[Description of the task]:
Find the lines below that contain the word "contains" and count them. Only the number should be given.

[Provided entries]:
───

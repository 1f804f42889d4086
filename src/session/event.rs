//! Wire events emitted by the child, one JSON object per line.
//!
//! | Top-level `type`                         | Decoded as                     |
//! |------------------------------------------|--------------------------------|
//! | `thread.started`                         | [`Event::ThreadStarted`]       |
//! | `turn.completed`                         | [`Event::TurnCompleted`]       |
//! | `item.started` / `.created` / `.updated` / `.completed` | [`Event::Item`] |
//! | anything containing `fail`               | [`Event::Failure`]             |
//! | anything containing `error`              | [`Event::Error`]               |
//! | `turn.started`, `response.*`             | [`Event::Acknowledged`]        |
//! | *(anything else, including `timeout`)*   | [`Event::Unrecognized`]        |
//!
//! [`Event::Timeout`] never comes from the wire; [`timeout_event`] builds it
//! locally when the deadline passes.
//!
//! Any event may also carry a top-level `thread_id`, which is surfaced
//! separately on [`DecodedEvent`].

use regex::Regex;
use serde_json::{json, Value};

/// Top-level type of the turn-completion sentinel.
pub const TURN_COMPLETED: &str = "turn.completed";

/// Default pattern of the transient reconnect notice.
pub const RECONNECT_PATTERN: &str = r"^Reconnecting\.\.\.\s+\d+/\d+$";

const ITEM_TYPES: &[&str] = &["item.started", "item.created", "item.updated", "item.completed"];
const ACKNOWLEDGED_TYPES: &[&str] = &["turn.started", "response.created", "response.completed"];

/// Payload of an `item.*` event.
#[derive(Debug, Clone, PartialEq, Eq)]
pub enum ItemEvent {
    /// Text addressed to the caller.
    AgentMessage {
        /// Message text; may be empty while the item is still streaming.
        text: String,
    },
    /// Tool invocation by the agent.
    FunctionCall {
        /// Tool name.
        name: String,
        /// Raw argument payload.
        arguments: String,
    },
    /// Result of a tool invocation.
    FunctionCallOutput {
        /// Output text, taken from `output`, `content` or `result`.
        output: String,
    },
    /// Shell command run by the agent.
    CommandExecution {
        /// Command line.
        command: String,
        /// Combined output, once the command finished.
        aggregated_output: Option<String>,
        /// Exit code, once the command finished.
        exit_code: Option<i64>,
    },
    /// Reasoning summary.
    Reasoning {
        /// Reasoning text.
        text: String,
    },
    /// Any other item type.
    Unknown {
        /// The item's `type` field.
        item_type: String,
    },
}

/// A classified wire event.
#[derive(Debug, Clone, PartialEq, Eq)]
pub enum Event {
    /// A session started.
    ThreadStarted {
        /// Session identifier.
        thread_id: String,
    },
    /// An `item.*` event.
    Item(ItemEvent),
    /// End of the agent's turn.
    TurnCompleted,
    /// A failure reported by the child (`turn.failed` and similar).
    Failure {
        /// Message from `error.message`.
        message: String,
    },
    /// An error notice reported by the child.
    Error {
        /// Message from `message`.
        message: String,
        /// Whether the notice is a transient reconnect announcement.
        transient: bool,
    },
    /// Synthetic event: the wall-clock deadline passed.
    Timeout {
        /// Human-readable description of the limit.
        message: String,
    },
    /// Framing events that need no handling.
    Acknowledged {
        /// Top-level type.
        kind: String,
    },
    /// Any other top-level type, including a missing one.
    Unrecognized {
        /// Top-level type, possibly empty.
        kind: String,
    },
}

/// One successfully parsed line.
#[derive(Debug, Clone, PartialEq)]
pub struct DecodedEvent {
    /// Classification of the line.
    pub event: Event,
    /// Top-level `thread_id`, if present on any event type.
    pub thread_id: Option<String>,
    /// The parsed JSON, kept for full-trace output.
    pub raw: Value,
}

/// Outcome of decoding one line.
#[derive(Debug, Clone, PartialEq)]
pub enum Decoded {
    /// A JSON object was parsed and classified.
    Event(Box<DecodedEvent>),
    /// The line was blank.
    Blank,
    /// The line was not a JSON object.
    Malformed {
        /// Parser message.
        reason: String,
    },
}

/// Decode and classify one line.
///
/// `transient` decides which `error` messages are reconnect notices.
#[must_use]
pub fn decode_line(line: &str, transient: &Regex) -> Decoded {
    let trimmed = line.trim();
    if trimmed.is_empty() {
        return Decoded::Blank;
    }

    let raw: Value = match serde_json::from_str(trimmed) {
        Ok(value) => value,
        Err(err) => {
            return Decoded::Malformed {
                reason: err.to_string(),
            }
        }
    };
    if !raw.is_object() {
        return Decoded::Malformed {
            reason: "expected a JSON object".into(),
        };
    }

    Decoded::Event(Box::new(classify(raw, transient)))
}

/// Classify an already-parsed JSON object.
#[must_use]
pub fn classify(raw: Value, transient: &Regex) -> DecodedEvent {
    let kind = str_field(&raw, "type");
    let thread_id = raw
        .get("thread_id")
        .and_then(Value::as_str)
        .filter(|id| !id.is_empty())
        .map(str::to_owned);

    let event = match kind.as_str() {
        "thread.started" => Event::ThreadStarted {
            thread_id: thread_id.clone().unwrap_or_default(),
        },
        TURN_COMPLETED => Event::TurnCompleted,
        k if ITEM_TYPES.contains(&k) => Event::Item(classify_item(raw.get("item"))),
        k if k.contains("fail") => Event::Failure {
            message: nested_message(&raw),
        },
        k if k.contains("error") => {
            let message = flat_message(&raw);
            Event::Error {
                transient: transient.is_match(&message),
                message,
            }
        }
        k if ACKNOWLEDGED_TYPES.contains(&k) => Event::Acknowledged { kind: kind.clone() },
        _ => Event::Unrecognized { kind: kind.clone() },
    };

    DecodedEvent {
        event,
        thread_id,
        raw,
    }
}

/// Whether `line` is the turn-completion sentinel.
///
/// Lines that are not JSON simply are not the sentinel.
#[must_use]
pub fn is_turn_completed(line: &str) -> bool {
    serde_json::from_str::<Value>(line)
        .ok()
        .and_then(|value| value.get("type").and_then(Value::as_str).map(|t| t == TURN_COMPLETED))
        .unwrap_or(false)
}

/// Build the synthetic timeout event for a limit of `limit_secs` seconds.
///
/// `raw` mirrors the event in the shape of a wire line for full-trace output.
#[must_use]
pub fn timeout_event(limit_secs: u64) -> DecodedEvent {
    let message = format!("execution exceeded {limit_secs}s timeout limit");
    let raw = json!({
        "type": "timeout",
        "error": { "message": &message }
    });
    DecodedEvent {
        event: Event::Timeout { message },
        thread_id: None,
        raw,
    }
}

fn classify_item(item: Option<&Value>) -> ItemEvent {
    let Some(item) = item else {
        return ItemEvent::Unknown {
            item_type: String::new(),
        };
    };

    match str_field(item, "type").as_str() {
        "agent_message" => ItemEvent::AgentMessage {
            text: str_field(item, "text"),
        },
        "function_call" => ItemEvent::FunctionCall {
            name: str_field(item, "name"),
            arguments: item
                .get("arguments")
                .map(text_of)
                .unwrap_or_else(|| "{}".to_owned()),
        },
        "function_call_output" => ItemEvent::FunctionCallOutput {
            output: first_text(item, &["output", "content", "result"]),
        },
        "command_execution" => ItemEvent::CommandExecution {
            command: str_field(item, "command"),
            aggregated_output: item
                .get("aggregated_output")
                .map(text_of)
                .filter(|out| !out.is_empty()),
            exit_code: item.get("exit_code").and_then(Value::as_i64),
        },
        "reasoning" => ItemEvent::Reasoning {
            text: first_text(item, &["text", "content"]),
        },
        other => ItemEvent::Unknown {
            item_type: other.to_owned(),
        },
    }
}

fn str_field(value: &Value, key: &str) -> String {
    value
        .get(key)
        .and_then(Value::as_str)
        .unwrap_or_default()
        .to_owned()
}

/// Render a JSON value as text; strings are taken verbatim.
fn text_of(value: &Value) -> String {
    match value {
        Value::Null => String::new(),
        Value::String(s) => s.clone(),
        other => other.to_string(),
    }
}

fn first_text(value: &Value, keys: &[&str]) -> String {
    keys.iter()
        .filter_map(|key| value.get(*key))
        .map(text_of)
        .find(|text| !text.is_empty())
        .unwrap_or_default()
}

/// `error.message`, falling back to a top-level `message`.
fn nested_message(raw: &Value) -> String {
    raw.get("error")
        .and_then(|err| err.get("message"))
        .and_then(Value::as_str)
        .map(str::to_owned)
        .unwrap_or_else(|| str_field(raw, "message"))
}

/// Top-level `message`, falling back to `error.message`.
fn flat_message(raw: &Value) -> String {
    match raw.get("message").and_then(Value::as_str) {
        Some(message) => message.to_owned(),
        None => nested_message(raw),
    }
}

───

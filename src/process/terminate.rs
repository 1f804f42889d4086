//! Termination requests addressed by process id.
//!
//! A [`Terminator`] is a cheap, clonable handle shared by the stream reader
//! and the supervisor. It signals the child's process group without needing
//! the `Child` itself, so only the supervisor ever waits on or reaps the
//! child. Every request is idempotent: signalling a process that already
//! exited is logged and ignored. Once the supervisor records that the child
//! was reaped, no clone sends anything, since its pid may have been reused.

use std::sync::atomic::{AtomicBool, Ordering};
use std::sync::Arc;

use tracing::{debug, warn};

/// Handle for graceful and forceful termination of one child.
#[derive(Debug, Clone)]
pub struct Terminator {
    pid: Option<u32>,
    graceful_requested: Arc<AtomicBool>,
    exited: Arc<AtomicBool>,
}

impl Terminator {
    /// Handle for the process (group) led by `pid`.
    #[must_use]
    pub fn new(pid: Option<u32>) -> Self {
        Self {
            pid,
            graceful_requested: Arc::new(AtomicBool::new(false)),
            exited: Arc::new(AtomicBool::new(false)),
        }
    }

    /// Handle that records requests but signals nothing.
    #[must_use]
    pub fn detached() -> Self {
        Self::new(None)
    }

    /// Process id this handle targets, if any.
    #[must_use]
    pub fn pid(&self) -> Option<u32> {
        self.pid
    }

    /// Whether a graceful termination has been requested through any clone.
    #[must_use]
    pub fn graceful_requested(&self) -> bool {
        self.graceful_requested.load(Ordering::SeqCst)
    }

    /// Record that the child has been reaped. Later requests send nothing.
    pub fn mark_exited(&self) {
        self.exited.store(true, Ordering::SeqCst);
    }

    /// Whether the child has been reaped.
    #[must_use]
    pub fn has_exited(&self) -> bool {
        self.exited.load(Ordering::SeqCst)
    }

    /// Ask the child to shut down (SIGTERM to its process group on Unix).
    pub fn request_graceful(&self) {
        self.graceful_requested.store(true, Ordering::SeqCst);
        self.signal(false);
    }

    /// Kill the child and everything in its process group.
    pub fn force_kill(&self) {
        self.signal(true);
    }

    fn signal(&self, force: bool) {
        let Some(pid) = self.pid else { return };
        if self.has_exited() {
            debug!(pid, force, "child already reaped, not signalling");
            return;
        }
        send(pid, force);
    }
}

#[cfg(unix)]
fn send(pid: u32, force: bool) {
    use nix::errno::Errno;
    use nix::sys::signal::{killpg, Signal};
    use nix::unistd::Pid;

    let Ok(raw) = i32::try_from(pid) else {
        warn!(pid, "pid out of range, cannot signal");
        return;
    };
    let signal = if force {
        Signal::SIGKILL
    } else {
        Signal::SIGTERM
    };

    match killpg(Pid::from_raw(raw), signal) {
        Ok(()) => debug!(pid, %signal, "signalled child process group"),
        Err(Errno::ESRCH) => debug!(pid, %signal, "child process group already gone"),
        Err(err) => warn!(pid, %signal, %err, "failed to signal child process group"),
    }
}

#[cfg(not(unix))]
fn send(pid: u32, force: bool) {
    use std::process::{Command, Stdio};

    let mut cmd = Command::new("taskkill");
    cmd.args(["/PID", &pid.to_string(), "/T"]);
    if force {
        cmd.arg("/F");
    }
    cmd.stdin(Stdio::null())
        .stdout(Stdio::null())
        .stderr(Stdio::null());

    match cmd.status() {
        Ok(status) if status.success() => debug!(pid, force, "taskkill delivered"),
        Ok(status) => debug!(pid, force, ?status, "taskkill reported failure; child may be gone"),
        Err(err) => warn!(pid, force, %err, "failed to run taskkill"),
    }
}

───

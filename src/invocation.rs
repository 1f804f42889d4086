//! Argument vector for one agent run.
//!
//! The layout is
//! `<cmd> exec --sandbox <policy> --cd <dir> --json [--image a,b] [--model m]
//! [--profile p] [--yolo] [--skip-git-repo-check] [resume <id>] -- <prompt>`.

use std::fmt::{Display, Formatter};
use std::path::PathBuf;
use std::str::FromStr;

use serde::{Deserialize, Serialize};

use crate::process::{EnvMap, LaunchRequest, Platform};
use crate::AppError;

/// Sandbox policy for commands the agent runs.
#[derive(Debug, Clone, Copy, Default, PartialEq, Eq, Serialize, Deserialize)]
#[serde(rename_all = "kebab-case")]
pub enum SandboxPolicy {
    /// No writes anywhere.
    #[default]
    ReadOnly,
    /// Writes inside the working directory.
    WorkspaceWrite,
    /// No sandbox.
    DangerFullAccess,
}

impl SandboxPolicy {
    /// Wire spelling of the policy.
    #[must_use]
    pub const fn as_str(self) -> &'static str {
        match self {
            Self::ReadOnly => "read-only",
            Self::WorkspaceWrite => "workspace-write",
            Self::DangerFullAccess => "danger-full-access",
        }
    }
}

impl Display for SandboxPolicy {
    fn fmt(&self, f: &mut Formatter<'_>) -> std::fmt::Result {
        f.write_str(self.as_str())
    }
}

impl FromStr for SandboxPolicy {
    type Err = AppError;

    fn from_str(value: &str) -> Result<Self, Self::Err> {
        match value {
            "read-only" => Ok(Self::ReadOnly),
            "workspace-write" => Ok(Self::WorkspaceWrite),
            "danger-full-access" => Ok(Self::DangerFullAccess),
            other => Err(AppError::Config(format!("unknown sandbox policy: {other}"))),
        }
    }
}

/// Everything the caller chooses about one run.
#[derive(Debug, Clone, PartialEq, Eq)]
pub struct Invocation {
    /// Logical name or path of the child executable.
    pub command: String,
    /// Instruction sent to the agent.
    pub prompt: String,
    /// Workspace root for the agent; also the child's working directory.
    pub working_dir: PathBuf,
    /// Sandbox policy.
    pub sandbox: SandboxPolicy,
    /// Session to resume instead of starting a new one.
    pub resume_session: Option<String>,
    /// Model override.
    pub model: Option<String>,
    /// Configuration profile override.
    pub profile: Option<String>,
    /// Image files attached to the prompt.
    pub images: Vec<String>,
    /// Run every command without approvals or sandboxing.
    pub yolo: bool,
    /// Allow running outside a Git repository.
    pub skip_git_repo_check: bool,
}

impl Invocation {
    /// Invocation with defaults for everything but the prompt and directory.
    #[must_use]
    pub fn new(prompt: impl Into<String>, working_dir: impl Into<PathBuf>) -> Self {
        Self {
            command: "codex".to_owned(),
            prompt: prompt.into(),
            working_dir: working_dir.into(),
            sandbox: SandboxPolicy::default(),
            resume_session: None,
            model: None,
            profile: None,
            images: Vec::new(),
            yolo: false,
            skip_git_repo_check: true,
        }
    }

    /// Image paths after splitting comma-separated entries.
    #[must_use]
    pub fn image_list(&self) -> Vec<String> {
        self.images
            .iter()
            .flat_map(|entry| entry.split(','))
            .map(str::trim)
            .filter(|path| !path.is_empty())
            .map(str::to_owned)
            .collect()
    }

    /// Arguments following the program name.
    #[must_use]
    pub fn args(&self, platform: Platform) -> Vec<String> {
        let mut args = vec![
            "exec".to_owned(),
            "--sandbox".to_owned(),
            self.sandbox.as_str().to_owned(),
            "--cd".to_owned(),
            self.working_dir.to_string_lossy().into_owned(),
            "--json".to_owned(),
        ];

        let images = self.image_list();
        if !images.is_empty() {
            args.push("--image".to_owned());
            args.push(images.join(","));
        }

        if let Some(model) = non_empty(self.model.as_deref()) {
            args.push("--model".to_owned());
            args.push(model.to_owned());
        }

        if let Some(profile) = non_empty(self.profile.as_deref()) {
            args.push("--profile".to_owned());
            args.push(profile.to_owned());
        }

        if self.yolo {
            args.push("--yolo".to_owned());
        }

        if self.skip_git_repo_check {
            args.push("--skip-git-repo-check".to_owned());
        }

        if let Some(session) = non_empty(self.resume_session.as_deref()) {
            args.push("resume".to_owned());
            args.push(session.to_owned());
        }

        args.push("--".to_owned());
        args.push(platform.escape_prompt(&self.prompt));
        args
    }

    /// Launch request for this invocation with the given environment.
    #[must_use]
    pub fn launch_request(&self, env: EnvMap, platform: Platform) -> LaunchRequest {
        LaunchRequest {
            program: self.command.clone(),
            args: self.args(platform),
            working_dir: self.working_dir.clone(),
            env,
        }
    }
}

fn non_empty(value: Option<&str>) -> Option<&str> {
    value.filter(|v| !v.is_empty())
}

───

[Written reply]:
4